* WHAT NEEDS TO BE DONE
If a line below contains "trim", count it; then state how many such lines there are, and nothing else.

* DATA FOR REVIEW
*** Begin section ***

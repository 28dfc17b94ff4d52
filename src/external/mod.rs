//! Clients for external services.

pub mod client;
pub mod publish;
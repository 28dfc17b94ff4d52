//! Slot generation and assignment handlers.

use crate::api::doc::SCHEDULING_TAG;
use crate::api::dto::{AssignRequest, GenerateSlotsRequest, GenerateSlotsResponse};
use crate::error::AppResult;
use crate::services::scheduling::AssignReport;
use crate::state::AppState;
use crate::utils::validate::ValidatedJson;
use axum::{Json, extract::State};
use utoipa_axum::router::OpenApiRouter;
use utoipa_axum::routes;

pub fn scheduling_routes() -> OpenApiRouter<AppState> {
    OpenApiRouter::new()
        .routes(routes!(generate_slots))
        .routes(routes!(assign))
}

/// POST /api/scheduling/slots/generate - Expand the workspace policy into slots
///
/// Idempotent: slots that already exist are skipped and not counted in
/// `created`.
#[utoipa::path(
    post,
    path = "/slots/generate",
    tag = SCHEDULING_TAG,
    request_body = GenerateSlotsRequest,
    responses(
        (status = 200, description = "Slots generated", body = GenerateSlotsResponse),
        (status = 400, description = "Workspace has no usable policy"),
        (status = 404, description = "Workspace not found")
    )
)]
async fn generate_slots(
    State(state): State<AppState>,
    ValidatedJson(req): ValidatedJson<GenerateSlotsRequest>,
) -> AppResult<Json<GenerateSlotsResponse>> {
    let report = state
        .services
        .scheduling
        .generate_slots(req.workspace_id)
        .await?;
    Ok(Json(report.into()))
}

/// POST /api/scheduling/assign - Pair open slots with pool content
#[utoipa::path(
    post,
    path = "/assign",
    tag = SCHEDULING_TAG,
    request_body = AssignRequest,
    responses(
        (status = 200, description = "Assignment run finished", body = AssignReport),
        (status = 400, description = "Invalid request"),
        (status = 404, description = "Workspace not found")
    )
)]
async fn assign(
    State(state): State<AppState>,
    ValidatedJson(req): ValidatedJson<AssignRequest>,
) -> AppResult<Json<AssignReport>> {
    let report = state
        .services
        .scheduling
        .assign(req.workspace_id, req.platform.as_deref(), req.limit)
        .await?;
    Ok(Json(report))
}
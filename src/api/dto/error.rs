//! Error response DTOs.

use serde::Serialize;
use serde_json::{Value as JsonValue, json};
use utoipa::ToSchema;

/// Standard error response format.
#[derive(Debug, Serialize, ToSchema)]
pub struct ErrorResponse {
    #[schema(example = "NOT_FOUND")]
    pub code: String,
    pub message: String,
    #[serde(skip_serializing_if = "Option::is_none")]
    #[schema(value_type = Option<Object>)]
    pub details: Option<JsonValue>,
    #[serde(skip_serializing_if = "Option::is_none")]
    pub request_id: Option<String>,
}

impl ErrorResponse {
    /// Creates a new error response with code and message.
    pub fn new(code: &str, message: &str) -> Self {
        Self {
            code: code.to_string(),
            message: message.to_string(),
            details: None,
            request_id: None,
        }
    }

    pub fn not_found_error(entity: &str, field: &str, value: &str) -> Self {
        Self::new("NOT_FOUND", &format!("{} not found", entity)).with_details(json!({
            "entity": entity,
            "field": field,
            "value": value,
        }))
    }

    pub fn duplicate_error(entity: &str, field: &str, value: &str) -> Self {
        Self::new(
            "DUPLICATE_ENTRY",
            &format!("{} with {} '{}' already exists", entity, field, value),
        )
        .with_details(json!({ "entity": entity, "field": field }))
    }

    pub fn validation_error(field: &str, reason: &str) -> Self {
        Self::new("VALIDATION_ERROR", reason).with_details(json!({ "field": field }))
    }

    /// Adds details to the error response.
    pub fn with_details(mut self, details: JsonValue) -> Self {
        self.details = Some(details);
        self
    }

    /// Adds request ID to the error response for correlation.
    pub fn with_request_id(mut self, request_id: Option<String>) -> Self {
        self.request_id = request_id;
        self
    }
}
use chrono::Utc;
use diesel::prelude::*;
use diesel_async::RunQueryDsl;
use serde_json::Value as JsonValue;
use uuid::Uuid;

use crate::db::{AsyncDbPool, get_connection};
use crate::error::{AppResult, DatabaseErrorConverter};
use crate::models::{NewPlatformCredential, NewWorkspace, PlatformCredential, Workspace};
use crate::schema::{platform_credentials, workspaces};

#[derive(Clone)]
pub struct WorkspaceRepository {
    pool: AsyncDbPool,
}

impl WorkspaceRepository {
    pub fn new(pool: AsyncDbPool) -> Self {
        Self { pool }
    }

    pub async fn create(&self, workspace: NewWorkspace) -> AppResult<Workspace> {
        let mut conn = get_connection(&self.pool).await?;

        diesel::insert_into(workspaces::table)
            .values(&workspace)
            .returning(Workspace::as_returning())
            .get_result(&mut conn)
            .await
            .map_err(|e| DatabaseErrorConverter::convert_diesel_error(e, "create workspace"))
    }

    pub async fn find_by_id(&self, id: Uuid) -> AppResult<Option<Workspace>> {
        let mut conn = get_connection(&self.pool).await?;

        workspaces::table
            .find(id)
            .select(Workspace::as_select())
            .first(&mut conn)
            .await
            .optional()
            .map_err(|e| DatabaseErrorConverter::convert_diesel_error(e, "find workspace"))
    }

    pub async fn update_policy(&self, id: Uuid, policy: JsonValue) -> AppResult<Option<Workspace>> {
        let mut conn = get_connection(&self.pool).await?;

        diesel::update(workspaces::table.find(id))
            .set((
                workspaces::scheduling_policy.eq(Some(policy)),
                workspaces::updated_at.eq(Utc::now()),
            ))
            .returning(Workspace::as_returning())
            .get_result(&mut conn)
            .await
            .optional()
            .map_err(|e| DatabaseErrorConverter::convert_diesel_error(e, "update policy"))
    }

    pub async fn upsert_credentials(
        &self,
        credentials: NewPlatformCredential,
    ) -> AppResult<PlatformCredential> {
        let mut conn = get_connection(&self.pool).await?;

        diesel::insert_into(platform_credentials::table)
            .values(&credentials)
            .on_conflict((
                platform_credentials::workspace_id,
                platform_credentials::platform,
            ))
            .do_update()
            .set((
                platform_credentials::access_token.eq(&credentials.access_token),
                platform_credentials::account_id.eq(&credentials.account_id),
                platform_credentials::updated_at.eq(Utc::now()),
            ))
            .returning(PlatformCredential::as_returning())
            .get_result(&mut conn)
            .await
            .map_err(|e| DatabaseErrorConverter::convert_diesel_error(e, "upsert credentials"))
    }
}
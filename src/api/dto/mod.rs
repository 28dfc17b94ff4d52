//! Data Transfer Objects for API requests and responses.
//!
//! DTOs are organized by domain:
//! - `content` - Content pool items
//! - `cron` - Tick trigger
//! - `error` - Common error response DTOs
//! - `health` - Health probes
//! - `schedule` - Schedules and their published records
//! - `scheduling` - Slot generation and assignment
//! - `workspace` - Workspaces, policies and credentials

mod content;
mod cron;
mod error;
mod health;
mod schedule;
mod scheduling;
mod workspace;

pub use content::{CreatePostDraftRequest, ListPostDraftsQuery, PostDraftResponse};
pub use cron::{TickQuery, TickResponse};
pub use error::ErrorResponse;
pub use health::{ComponentHealth, HealthResponse, HealthStatus};
pub use schedule::{CleanupQuery, CleanupResponse, ListSchedulesQuery, ScheduleResponse};
pub use scheduling::{AssignRequest, GenerateSlotsRequest, GenerateSlotsResponse};
pub use workspace::{
    CreateWorkspaceRequest, CredentialsRequest, CredentialsResponse, PolicyResponse,
    WorkspaceResponse,
};
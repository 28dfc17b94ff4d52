use clap::Parser;

use slotcast::cli::{self, Cli, CommandOutcome};
use slotcast::server::Server;

#[tokio::main]
async fn main() -> anyhow::Result<()> {
    let cli = Cli::parse();

    let settings = cli::load_and_merge_config(&cli)?;
    cli::init_logger_from_settings(&settings)?;

    match cli::execute_command(&cli, settings.clone()).await? {
        CommandOutcome::Serve => Server::new(settings).run().await,
        CommandOutcome::Done => Ok(()),
    }
}
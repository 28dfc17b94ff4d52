//! Content items: the content pool (`post_drafts`) and the legacy
//! single-draft flow (`drafts`).

use chrono::{DateTime, Utc};
use diesel::prelude::*;
use diesel_derive_enum::DbEnum;
use serde::{Deserialize, Serialize};
use serde_json::Value as JsonValue;
use uuid::Uuid;

/// Content item status.
///
/// `GENERATED -> TEMP_SCHEDULED -> CONFIRMED -> POSTING -> POSTED`, with a
/// reset to `GENERATED` when the schedule is cancelled or cleaned up.
#[derive(
    Debug, Clone, Copy, PartialEq, Eq, Hash, Serialize, Deserialize, DbEnum, utoipa::ToSchema,
)]
#[db_enum(existing_type_path = "crate::schema::sql_types::ContentStatus")]
#[serde(rename_all = "SCREAMING_SNAKE_CASE")]
pub enum ContentStatus {
    Generated,
    TempScheduled,
    Confirmed,
    Posting,
    Posted,
}

/// Content-pool item awaiting (or holding) a slot
#[derive(Debug, Queryable, Selectable, Serialize, Clone, PartialEq)]
#[diesel(table_name = crate::schema::post_drafts)]
#[diesel(check_for_backend(diesel::pg::Pg))]
pub struct PostDraft {
    pub id: Uuid,
    pub workspace_id: Uuid,
    pub platform: String,
    pub body: String,
    pub thread_replies: JsonValue,
    pub status: ContentStatus,
    pub temp_scheduled_at: Option<DateTime<Utc>>,
    pub confirmed_at: Option<DateTime<Utc>>,
    pub created_at: DateTime<Utc>,
    pub updated_at: DateTime<Utc>,
}

impl PostDraft {
    /// Thread replies in order. Non-string or blank entries are dropped and a
    /// malformed column reads as no replies.
    pub fn replies(&self) -> Vec<String> {
        match &self.thread_replies {
            JsonValue::Array(items) => items
                .iter()
                .filter_map(|item| item.as_str())
                .map(str::trim)
                .filter(|text| !text.is_empty())
                .map(String::from)
                .collect(),
            _ => Vec::new(),
        }
    }
}

#[derive(Debug, Insertable, Clone)]
#[diesel(table_name = crate::schema::post_drafts)]
pub struct NewPostDraft {
    pub id: Uuid,
    pub workspace_id: Uuid,
    pub platform: String,
    pub body: String,
    pub thread_replies: JsonValue,
}

/// Legacy single draft, confirmed by setting `confirmed_at`
#[derive(Debug, Queryable, Selectable, Serialize, Clone, PartialEq)]
#[diesel(table_name = crate::schema::drafts)]
#[diesel(check_for_backend(diesel::pg::Pg))]
pub struct Draft {
    pub id: Uuid,
    pub workspace_id: Uuid,
    pub body: Option<String>,
    pub formatted: Option<JsonValue>,
    pub status: ContentStatus,
    pub confirmed_at: Option<DateTime<Utc>>,
    pub created_at: DateTime<Utc>,
    pub updated_at: DateTime<Utc>,
}

impl Draft {
    pub fn is_confirmed(&self) -> bool {
        self.confirmed_at.is_some() || self.status == ContentStatus::Confirmed
    }

    pub fn variants(&self) -> FormattedVariants {
        FormattedVariants::from_stored(self.formatted.as_ref())
    }
}

#[derive(Debug, Insertable, Clone)]
#[diesel(table_name = crate::schema::drafts)]
pub struct NewDraft {
    pub id: Uuid,
    pub workspace_id: Uuid,
    pub body: Option<String>,
    pub formatted: Option<JsonValue>,
    pub status: ContentStatus,
    pub confirmed_at: Option<DateTime<Utc>>,
}

/// One formatted rendition of a legacy draft
#[derive(Debug, Clone, Default, PartialEq, Deserialize)]
pub struct FormattedVariant {
    #[serde(default)]
    pub text: Option<String>,
}

/// Structured formatted-variant text of a legacy draft.
///
/// Parsing is lenient: a bare JSON string is taken as the text, anything
/// unreadable becomes the empty value.
#[derive(Debug, Clone, Default, PartialEq, Deserialize)]
pub struct FormattedVariants {
    #[serde(default)]
    pub text: Option<String>,
    #[serde(default)]
    pub selected: Option<usize>,
    #[serde(default)]
    pub variants: Vec<FormattedVariant>,
}

impl FormattedVariants {
    pub fn from_stored(value: Option<&JsonValue>) -> Self {
        match value {
            Some(JsonValue::String(text)) => Self {
                text: Some(text.clone()),
                ..Self::default()
            },
            Some(value) => serde_json::from_value(value.clone()).unwrap_or_default(),
            None => Self::default(),
        }
    }

    /// Explicit text first, then the selected variant, then the first
    /// non-blank variant.
    pub fn best_text(&self) -> Option<&str> {
        non_blank(&self.text)
            .or_else(|| {
                self.selected
                    .and_then(|index| self.variants.get(index))
                    .and_then(|variant| non_blank(&variant.text))
            })
            .or_else(|| self.variants.iter().find_map(|variant| non_blank(&variant.text)))
    }
}

fn non_blank(text: &Option<String>) -> Option<&str> {
    text.as_deref()
        .map(str::trim)
        .filter(|text| !text.is_empty())
}
//! Rotating file writer

use std::fs::{File, OpenOptions};
use std::io::{self, BufWriter, Write};
use std::path::{Path, PathBuf};
use std::sync::{Arc, Mutex};

use tracing_subscriber::fmt::MakeWriter;

use super::config::FileConfig;
use super::rotation::RotationManager;

/// File writer that rotates by size and falls back to stderr when the file
/// cannot be written.
pub struct RotatingFileWriter {
    state: Arc<Mutex<WriterState>>,
    path: PathBuf,
}

struct WriterState {
    file: BufWriter<File>,
    current_size: u64,
    rotation: RotationManager,
    fallback: bool,
}

impl RotatingFileWriter {
    pub fn new(config: &FileConfig) -> io::Result<Self> {
        if let Some(parent) = config.path.parent() {
            if !parent.as_os_str().is_empty() {
                std::fs::create_dir_all(parent)?;
            }
        }

        let file = open_log_file(&config.path, config.append)?;
        let current_size = if config.append {
            std::fs::metadata(&config.path).map(|m| m.len()).unwrap_or(0)
        } else {
            0
        };

        Ok(Self {
            state: Arc::new(Mutex::new(WriterState {
                file,
                current_size,
                rotation: RotationManager::new(config.rotation.clone()),
                fallback: false,
            })),
            path: config.path.clone(),
        })
    }
}

impl<'a> MakeWriter<'a> for RotatingFileWriter {
    type Writer = RotatingWriterGuard;

    fn make_writer(&'a self) -> Self::Writer {
        RotatingWriterGuard {
            state: self.state.clone(),
            path: self.path.clone(),
        }
    }
}

pub struct RotatingWriterGuard {
    state: Arc<Mutex<WriterState>>,
    path: PathBuf,
}

impl RotatingWriterGuard {
    fn fall_back(state: &mut WriterState, buf: &[u8], error: io::Error) -> io::Result<usize> {
        state.fallback = true;
        eprintln!("[logger] file write failed, falling back to stderr: {}", error);
        io::stderr().write(buf)
    }
}

impl Write for RotatingWriterGuard {
    fn write(&mut self, buf: &[u8]) -> io::Result<usize> {
        let mut state = self
            .state
            .lock()
            .map_err(|_| io::Error::other("logger writer lock poisoned"))?;

        if state.fallback {
            return io::stderr().write(buf);
        }

        if state.rotation.should_rotate(state.current_size) {
            if let Err(e) = state.file.flush() {
                return Self::fall_back(&mut state, buf, e);
            }
            if let Err(e) = state.rotation.rotate(&self.path) {
                return Self::fall_back(&mut state, buf, io::Error::other(e.to_string()));
            }
            match open_log_file(&self.path, false) {
                Ok(file) => {
                    state.file = file;
                    state.current_size = 0;
                }
                Err(e) => return Self::fall_back(&mut state, buf, e),
            }
        }

        match state.file.write(buf) {
            Ok(written) => {
                state.current_size += written as u64;
                Ok(written)
            }
            Err(e) => Self::fall_back(&mut state, buf, e),
        }
    }

    fn flush(&mut self) -> io::Result<()> {
        let mut state = self
            .state
            .lock()
            .map_err(|_| io::Error::other("logger writer lock poisoned"))?;
        if state.fallback {
            return io::stderr().flush();
        }
        state.file.flush()
    }
}

impl Drop for RotatingWriterGuard {
    fn drop(&mut self) {
        if let Ok(mut state) = self.state.lock() {
            let _ = state.file.flush();
        }
    }
}

fn open_log_file(path: &Path, append: bool) -> io::Result<BufWriter<File>> {
    let file = OpenOptions::new()
        .create(true)
        .write(true)
        .append(append)
        .truncate(!append)
        .open(path)?;
    Ok(BufWriter::new(file))
}
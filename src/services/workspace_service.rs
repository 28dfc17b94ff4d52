//! Workspace service: workspaces, their scheduling policy and publish
//! credentials.

use serde::Serialize;
use uuid::Uuid;

use crate::config::SchedulingConfig;
use crate::error::{AppError, AppResult};
use crate::models::{
    NewPlatformCredential, NewWorkspace, PlatformCredential, SchedulingPolicy, Workspace,
};
use crate::repositories::SharedStore;

/// Stored policy as the API reports it.
#[derive(Debug, Clone, Serialize)]
pub struct PolicyView {
    pub workspace_id: Uuid,
    /// False when nothing usable is stored.
    pub configured: bool,
    pub policy: Option<SchedulingPolicy>,
}

#[derive(Clone)]
pub struct WorkspaceService {
    store: SharedStore,
    config: SchedulingConfig,
}

impl WorkspaceService {
    pub fn new(store: SharedStore, config: SchedulingConfig) -> Self {
        Self { store, config }
    }

    /// Creates a workspace, optionally with an initial policy.
    ///
    /// # Arguments
    /// * `name` - Display name, must not be blank
    /// * `policy` - Validated strictly before anything is stored
    pub async fn create_workspace(
        &self,
        name: &str,
        policy: Option<SchedulingPolicy>,
    ) -> AppResult<Workspace> {
        let name = name.trim();
        if name.is_empty() {
            return Err(AppError::validation("name", "name must not be empty"));
        }
        let scheduling_policy = match policy {
            Some(policy) => {
                policy.validate(self.config.max_range_days)?;
                Some(policy.to_stored()?)
            }
            None => None,
        };

        let workspace = self
            .store
            .create_workspace(NewWorkspace {
                id: Uuid::new_v4(),
                name: name.to_string(),
                scheduling_policy,
            })
            .await?;
        tracing::info!(workspace_id = %workspace.id, "Created workspace");
        Ok(workspace)
    }

    /// Gets a workspace by id, or `NotFound`.
    pub async fn get_workspace(&self, id: Uuid) -> AppResult<Workspace> {
        self.store
            .find_workspace(id)
            .await?
            .ok_or_else(|| AppError::not_found("workspace", id))
    }

    /// Reads the stored policy leniently; an unusable value reports
    /// `configured = false` instead of failing.
    pub async fn get_policy(&self, id: Uuid) -> AppResult<PolicyView> {
        let workspace = self.get_workspace(id).await?;
        let policy = workspace.policy();
        Ok(PolicyView {
            workspace_id: workspace.id,
            configured: policy.is_some(),
            policy,
        })
    }

    /// Validates and replaces the workspace policy.
    pub async fn put_policy(&self, id: Uuid, policy: SchedulingPolicy) -> AppResult<PolicyView> {
        policy.validate(self.config.max_range_days)?;
        let workspace = self
            .store
            .update_policy(id, policy.to_stored()?)
            .await?
            .ok_or_else(|| AppError::not_found("workspace", id))?;

        tracing::info!(
            workspace_id = %id,
            start_date = %policy.start_date,
            end_date = %policy.end_date,
            "Updated scheduling policy"
        );
        Ok(PolicyView {
            workspace_id: workspace.id,
            configured: true,
            policy: Some(policy),
        })
    }

    /// Stores publish credentials for one platform, replacing earlier ones.
    pub async fn put_credentials(
        &self,
        workspace_id: Uuid,
        platform: &str,
        access_token: &str,
        account_id: &str,
    ) -> AppResult<PlatformCredential> {
        self.get_workspace(workspace_id).await?;

        let platform = platform.trim();
        if platform.is_empty() {
            return Err(AppError::validation("platform", "platform must not be empty"));
        }
        if access_token.trim().is_empty() {
            return Err(AppError::validation(
                "access_token",
                "access token must not be empty",
            ));
        }
        if account_id.trim().is_empty() {
            return Err(AppError::validation("account_id", "account id must not be empty"));
        }

        self.store
            .upsert_credentials(NewPlatformCredential {
                id: Uuid::new_v4(),
                workspace_id,
                platform: platform.to_string(),
                access_token: access_token.trim().to_string(),
                account_id: account_id.trim().to_string(),
            })
            .await
    }
}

*** End section ***

* RESULT BELOW
8